Date: 2016-11-19 04:06 am (UTC)
kate_nepveu: sleeping cat carved in brown wood (Default)
From: [personal profile] kate_nepveu
I would really like to know what you think of _When the King Comes Home_. It's short! But out of print.

Date: 2016-11-19 04:06 pm (UTC)
landofnowhere: (Default)
From: [personal profile] landofnowhere
The Cambridge public library has a copy! ([personal profile] sovay, I'm under the impression from your journal that you are also in the general Camberville area?)

I wasn't quite sure what to make of it, but concur that [personal profile] sovay would have interesting things to say about it.

Date: 2016-11-19 11:50 pm (UTC)
landofnowhere: (Default)
From: [personal profile] landofnowhere
(I suspected it might be...)

Back to the original topic, your post is making me want to reread Sorcery and Cecelia which I don't think I've read in more than 12 years... (I forget which if any of the sequels I read; I have no real memory of them.)

Date: 2016-11-20 10:42 pm (UTC)
aamcnamara: (Default)
From: [personal profile] aamcnamara
...also I own a copy of When The King Comes Home and could lend it.

I perpetually forget what happens in WTKCH and have to reread it to remember. It's a strange book and it never sticks in my head, but I always find reading it to be a pleasant experience.

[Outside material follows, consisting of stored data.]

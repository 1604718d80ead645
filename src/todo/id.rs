//! List and todo identifier types.

use std::fmt;
use std::num::ParseIntError;
use std::str::FromStr;

use serde::{Deserialize, Serialize};

macro_rules! define_id {
    ($(#[$meta:meta])* $name:ident) => {
        $(#[$meta])*
        #[derive(
            Debug, Clone, Copy, PartialEq, Eq, Hash, PartialOrd, Ord, Default, Serialize, Deserialize,
        )]
        #[serde(transparent)]
        pub struct $name(u64);

        impl $name {
            /// Get the raw u64 value.
            pub fn as_u64(&self) -> u64 {
                self.0
            }

            /// Create an ID from a raw u64 value.
            pub fn from_raw(value: u64) -> Self {
                Self(value)
            }
        }

        impl fmt::Display for $name {
            fn fmt(&self, f: &mut fmt::Formatter<'_>) -> fmt::Result {
                write!(f, "{}", self.0)
            }
        }

        impl FromStr for $name {
            type Err = ParseIntError;

            fn from_str(s: &str) -> Result<Self, Self::Err> {
                s.parse().map(Self)
            }
        }
    };
}

define_id!(
    /// Identifier of a list, unique within one session.
    ///
    /// Assigned ids start at 1, so the default value `0` never matches a list.
    ListId
);

define_id!(
    /// Identifier of a todo, unique within its parent list.
    TodoId
);

/// Compute the next id to hand out.
///
/// The result is one greater than both the largest id still present and
/// the largest id ever issued (`high_water`), so ids freed by a deletion
/// are never handed out again.
pub(crate) fn next_id(existing: impl Iterator<Item = u64>, high_water: u64) -> u64 {
    existing.fold(high_water, u64::max) + 1
}
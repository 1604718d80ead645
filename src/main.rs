//! session-todos binary entry point.

use std::process::ExitCode;

use session_todos::cli::{self, Args};
use session_todos::config::Config;
use session_todos::{logging, web, AppState};
use tracing::{error, info};

#[tokio::main]
async fn main() -> ExitCode {
    let args = match cli::parse_args() {
        Ok(args) => args,
        Err(e) => {
            eprintln!("error: {e}");
            eprintln!("Run with --help for usage.");
            return ExitCode::FAILURE;
        }
    };

    if args.help {
        cli::print_help();
        return ExitCode::SUCCESS;
    }
    if args.version {
        cli::print_version();
        return ExitCode::SUCCESS;
    }

    match run(&args).await {
        Ok(()) => ExitCode::SUCCESS,
        Err(e) => {
            error!("{e}");
            eprintln!("error: {e}");
            ExitCode::FAILURE
        }
    }
}

async fn run(args: &Args) -> Result<(), Box<dyn std::error::Error>> {
    let config = Config::load(args)?;
    logging::init_with_filter(config.log_filter())?;

    info!("session-todos v{}", env!("CARGO_PKG_VERSION"));

    let server_config = config.to_server_config()?;
    let session_config = config.to_session_config()?;
    info!(
        cookie = %session_config.cookie_name,
        idle_timeout_secs = session_config.idle_timeout.as_secs(),
        "Session store initialized"
    );

    web::serve(server_config, AppState::with_config(session_config)).await?;

    info!("Server stopped");
    Ok(())
}
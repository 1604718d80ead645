//! A single todo list and its items.

use serde::{Deserialize, Serialize};

use super::id::next_id;
use super::validation::validate_todo_name;
use super::{ListId, TodoId};
use crate::error::TodoError;
use crate::Result;

/// A named item with a completion flag.
#[derive(Debug, Clone, PartialEq, Eq, Serialize, Deserialize)]
pub struct Todo {
    pub id: TodoId,
    pub name: String,
    pub completed: bool,
}

/// A named, ordered collection of todos.
#[derive(Debug, Clone, PartialEq, Eq, Serialize, Deserialize)]
pub struct TodoList {
    pub id: ListId,
    pub name: String,
    pub todos: Vec<Todo>,
    /// Highest todo id ever issued in this list.
    #[serde(default)]
    last_todo_id: u64,
}

impl TodoList {
    /// Create an empty list. Callers are responsible for validating `name`.
    pub(crate) fn new(id: ListId, name: String) -> Self {
        Self {
            id,
            name,
            todos: Vec::new(),
            last_todo_id: 0,
        }
    }

    /// Add a todo with the given name to the end of the list.
    ///
    /// Surrounding whitespace is trimmed before validation.
    pub fn add_todo(&mut self, name: &str) -> Result<&Todo> {
        let name = name.trim();
        validate_todo_name(name)?;

        let id = next_id(self.todos.iter().map(|t| t.id.as_u64()), self.last_todo_id);
        self.last_todo_id = id;
        let index = self.todos.len();
        self.todos.push(Todo {
            id: TodoId::from_raw(id),
            name: name.to_string(),
            completed: false,
        });

        Ok(&self.todos[index])
    }

    /// Look up a todo by id.
    pub fn find_todo(&self, todo_id: TodoId) -> Result<&Todo> {
        self.todos
            .iter()
            .find(|t| t.id == todo_id)
            .ok_or_else(|| self.todo_not_found(todo_id))
    }

    /// Remove a todo, returning it.
    pub fn delete_todo(&mut self, todo_id: TodoId) -> Result<Todo> {
        let index = self
            .todos
            .iter()
            .position(|t| t.id == todo_id)
            .ok_or_else(|| self.todo_not_found(todo_id))?;
        Ok(self.todos.remove(index))
    }

    /// Set the completion flag of one todo.
    pub fn set_todo_completed(&mut self, todo_id: TodoId, completed: bool) -> Result<()> {
        let list_id = self.id;
        let todo = self
            .todos
            .iter_mut()
            .find(|t| t.id == todo_id)
            .ok_or(TodoError::TodoNotFound { list_id, todo_id })?;
        todo.completed = completed;
        Ok(())
    }

    /// Mark every todo in the list as completed.
    pub fn complete_all(&mut self) {
        for todo in &mut self.todos {
            todo.completed = true;
        }
    }

    /// A list is complete when it has at least one todo and all are done.
    pub fn is_complete(&self) -> bool {
        !self.todos.is_empty() && self.remaining_count() == 0
    }

    pub fn completed_count(&self) -> usize {
        self.todos.iter().filter(|t| t.completed).count()
    }

    pub fn remaining_count(&self) -> usize {
        self.todos.len() - self.completed_count()
    }

    pub fn len(&self) -> usize {
        self.todos.len()
    }

    pub fn is_empty(&self) -> bool {
        self.todos.is_empty()
    }

    fn todo_not_found(&self, todo_id: TodoId) -> TodoError {
        TodoError::TodoNotFound {
            list_id: self.id,
            todo_id,
        }
    }
}
#[tokio::test]
async fn test_add_todo_to_missing_list() {
    let mut client = Client::new();
    let response = client.post("/lists/3/todos", "todo=Milk").await;
    assert_redirect(&response, "/lists");
}

#[tokio::test]
async fn test_delete_todo_background() {
    let mut client = client_with_list(&["Milk", "Eggs"]).await;

    let response = client.post_background("/lists/1/todos/1/delete").await;
    assert_eq!(response.status(), StatusCode::NO_CONTENT);
    assert!(response_text(response).await.is_empty());

    let lists = client.lists();
    let list = lists.find(ListId::from_raw(1)).unwrap();
    assert_eq!(list.len(), 1);
    assert!(list.find_todo(TodoId::from_raw(1)).is_err());
}

#[tokio::test]
async fn test_delete_last_todo_background() {
    let mut client = client_with_list(&["Milk"]).await;

    let response = client.post_background("/lists/1/todos/1/delete").await;
    assert_eq!(response.status(), StatusCode::NO_CONTENT);

    let lists = client.lists();
    let list = lists.find(ListId::from_raw(1)).unwrap();
    assert!(list.is_empty());
    assert!(!list.is_complete());

    // The list itself survives and a new todo does not reuse the id.
    client.post("/lists/1/todos", "todo=Eggs").await;
    let lists = client.lists();
    let list = lists.find(ListId::from_raw(1)).unwrap();
    assert!(list.find_todo(TodoId::from_raw(2)).is_ok());

    let page = client.get_text("/lists").await;
    assert!(page.contains("0 / 1"));
}

#[tokio::test]
async fn test_delete_todo_redirects() {
    let mut client = client_with_list(&["Milk"]).await;

    let response = client.post("/lists/1/todos/1/delete", "").await;
    assert_redirect(&response, "/lists/1");

    let page = client.get_text("/lists/1").await;
    assert!(page.contains("The todo item has been deleted."));
}

#[tokio::test]
async fn test_delete_missing_todo() {
    let mut client = client_with_list(&["Milk"]).await;

    let response = client.post_background("/lists/1/todos/9/delete").await;
    assert_eq!(response.status(), StatusCode::NOT_FOUND);

    let page = client.get_text("/lists").await;
    assert!(page.contains("The specified todo was not found."));
}
//! Session cookie middleware.
//!
//! Resolves the session cookie to a live session (creating one when the
//! cookie is missing, unknown, or expired), places the [`SessionId`] in the
//! request extensions, and sets the cookie on the response when a new
//! session was created.

use axum::{
    extract::{Request, State},
    http::{
        header::{COOKIE, SET_COOKIE},
        HeaderMap, HeaderValue, StatusCode,
    },
    middleware::Next,
    response::{IntoResponse, Response},
};
use tracing::error;

use super::handlers::AppState;
use crate::session::{SessionConfig, SessionId};

/// Find the value of cookie `name` in the request headers.
pub fn read_cookie(headers: &HeaderMap, name: &str) -> Option<String> {
    headers
        .get_all(COOKIE)
        .iter()
        .filter_map(|v| v.to_str().ok())
        .flat_map(|v| v.split(';'))
        .filter_map(|pair| pair.trim().split_once('='))
        .find(|(key, _)| *key == name)
        .map(|(_, value)| value.to_string())
}

/// Build the `Set-Cookie` value for a session.
pub fn session_cookie(config: &SessionConfig, id: &SessionId) -> String {
    let mut cookie = format!(
        "{}={}; Path=/; HttpOnly; SameSite=Lax",
        config.cookie_name, id
    );
    if config.secure_cookie {
        cookie.push_str("; Secure");
    }
    cookie
}

/// Session middleware for axum.
pub async fn session_middleware(
    State(state): State<AppState>,
    mut request: Request,
    next: Next,
) -> Response {
    let config = state.store.config();
    let token = read_cookie(request.headers(), &config.cookie_name);

    let (id, created) = match state.store.resolve(token.as_deref()) {
        Ok(resolved) => resolved,
        Err(e) => {
            error!(error = %e, "Failed to resolve session");
            return (StatusCode::INTERNAL_SERVER_ERROR, "Internal server error").into_response();
        }
    };

    let cookie = created.then(|| session_cookie(config, &id));
    request.extensions_mut().insert(id);

    let mut response = next.run(request).await;

    if let Some(cookie) = cookie {
        match HeaderValue::from_str(&cookie) {
            Ok(value) => {
                response.headers_mut().append(SET_COOKIE, value);
            }
            Err(e) => error!(error = %e, "Invalid session cookie"),
        }
    }

    response
}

Date: 2016-11-18 07:35 pm (UTC)
melita66: (Default)
From: [personal profile] melita66
This. An AU is certainly possible. The magic systems don't seem to be the same. I don't remember any requirement to use a foreign language for the spells.

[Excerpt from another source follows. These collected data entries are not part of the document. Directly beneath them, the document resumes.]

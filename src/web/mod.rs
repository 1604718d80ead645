//! HTTP layer for session-todos.
//!
//! ## Endpoints
//!
//! - `GET /health` - Health check (no session)
//! - `GET /javascripts/*` - Static scripts from `public/javascripts` (no session)
//! - `GET /` - Redirect to `/lists`
//! - `GET /lists` - All lists
//! - `GET /lists/new` - New list form
//! - `POST /lists` - Create a list
//! - `GET /lists/{id}` - One list with its todos
//! - `GET /lists/{id}/edit` - Edit list form
//! - `POST /lists/{id}` - Rename a list
//! - `POST /lists/{id}/delete` - Delete a list
//! - `POST /lists/{id}/todos` - Add a todo
//! - `POST /lists/{id}/todos/{todo_id}` - Set a todo's completion
//! - `POST /lists/{id}/todos/{todo_id}/delete` - Delete a todo
//! - `POST /lists/{id}/complete_all` - Complete every todo in a list
//!
//! ## Example
//!
//! ```no_run
//! use session_todos::web::{serve, AppState, ServerConfig};
//!
//! #[tokio::main]
//! async fn main() -> session_todos::Result<()> {
//!     let config = ServerConfig::new("127.0.0.1", 4567);
//!     serve(config, AppState::new()).await
//! }
//! ```

pub mod handlers;
pub mod router;
pub mod session_layer;
pub mod types;
pub mod views;

pub use handlers::{is_async_origin, AppState};
pub use router::{create_router, create_router_with_state, serve, ServerConfig};
pub use types::{CompletedForm, ListForm, TodoForm};
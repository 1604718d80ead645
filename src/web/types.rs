//! Form bodies accepted by the handlers.
//!
//! Every field defaults to the empty string, so a missing field surfaces
//! as an ordinary length validation error.

use serde::Deserialize;

/// Body of `POST /lists` and `POST /lists/{id}`.
#[derive(Debug, Clone, Default, Deserialize)]
pub struct ListForm {
    #[serde(default)]
    pub list_name: String,
}

/// Body of `POST /lists/{id}/todos`.
#[derive(Debug, Clone, Default, Deserialize)]
pub struct TodoForm {
    #[serde(default)]
    pub todo: String,
}

/// Body of `POST /lists/{id}/todos/{todo_id}`.
#[derive(Debug, Clone, Default, Deserialize)]
pub struct CompletedForm {
    #[serde(default)]
    pub completed: String,
}

impl CompletedForm {
    /// Only the exact string `"true"` marks a todo completed.
    pub fn is_completed(&self) -> bool {
        self.completed == "true"
    }
}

I highly recommend Stevermer's A College of Magics and Scholar of Magics. The first has an...interesting ending. Scholar has a raft of charming characters.

River Rats is also very good, but deuced hard to find.

I think I read Magician's Ward first of all these after having previously read some of Wrede's earlier fantasies. I found MW a near-perfect little romance that really hit my sweet spot at the time.

Date: 2016-11-19 03:42 am (UTC)
thistleingrey: (Default)
From: [personal profile] thistleingrey
Right--and the physical-artifact work that a secondary character does in S&C (name = spoilery) doesn't have a parallel that I recall in Mairelon, either.

Date: 2016-11-18 04:14 am (UTC)
pedanther: (Default)
From: [personal profile] pedanther
In case you didn't know, Caroline Stevermer has also written a book for younger readers called Magic Below Stairs which is set in the servants' quarters of Kate and Thomas's household.

Date: 2016-11-18 11:20 pm (UTC)
bookblather: A picture of Yomiko Readman looking at books with the text "bookgasm." (Default)
From: [personal profile] bookblather
...well, I didn't know this and now I need it. Off to the library!

Date: 2016-11-18 05:17 am (UTC)
wakuchan: (Default)
From: [personal profile] wakuchan
I have an original '88 edition of Sorcery and Cecelia that I picked up used somewhere, I keep meaning to compare it to the reprint to see if they changed anything. Maybe the time gap between the first book and the second two is part of why they feel so different? (I never actually read the second two somehow, I guess those are going on my TBR list as well)
Edited Date: 2016-11-18 05:18 am (UTC)

Date: 2016-11-18 01:07 pm (UTC)
coffeeandink: (Default)
From: [personal profile] coffeeandink
I also reread these recently. I took great comfort in the amount of doting Thomas does on Kate in The Grand Tour, but otherwise found it the weakest of the three. I think I felt that Kate and Cecy pushed back more at their cousins' husbands trying to be paternalistic than you did, but it was very clear that Thomas and James had managed to get that their own spouses were adult humans, but had not generalized to other women.

I used to view Aunt Charlotte as strict and repressive and now see her as actively emotionally abusive, but I'm not sure the authors' views changed with mine.

Which is a lot of criticism for a reliable comfort read that brought me great comfort! BFF cousins!! Also I wish I had Kate's hairpins spell.